* Material shown
------------------------------------------------

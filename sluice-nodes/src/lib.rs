//! Ready-made compute nodes for the sluice engine.
//!
//! Small numeric building blocks: sources that emit float arrays,
//! filters that transform them, and fan-in aggregates. Each module holds
//! one behaviour; wire them with `sluice_core::connect` and drive them
//! with either scheduler.

#![warn(missing_docs)]
#![warn(clippy::all)]

pub mod mean;
pub mod moving_average;
pub mod percentile;
pub mod picker;
pub mod random_source;
pub mod value_source;

pub use mean::Mean;
pub use moving_average::MovingAverage;
pub use percentile::Percentile;
pub use picker::ElementPicker;
pub use random_source::RandomSource;
pub use value_source::ValueSource;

------------------------------------------------

* Task prompt
Beginning at the top of the data, extract each line through the line containing "pub use mean::Mean;" and return those lines exactly, with nothing added.

* Answer for the task
filename sluice-nodes/src/lib.rs
//! Ready-made compute nodes for the sluice engine.
//!
//! Small numeric building blocks: sources that emit float arrays,
//! filters that transform them, and fan-in aggregates. Each module holds
//! one behaviour; wire them with `sluice_core::connect` and drive them
//! with either scheduler.

#![warn(missing_docs)]
#![warn(clippy::all)]

pub mod mean;
pub mod moving_average;
pub mod percentile;
pub mod picker;
pub mod random_source;
pub mod value_source;

pub use mean::Mean;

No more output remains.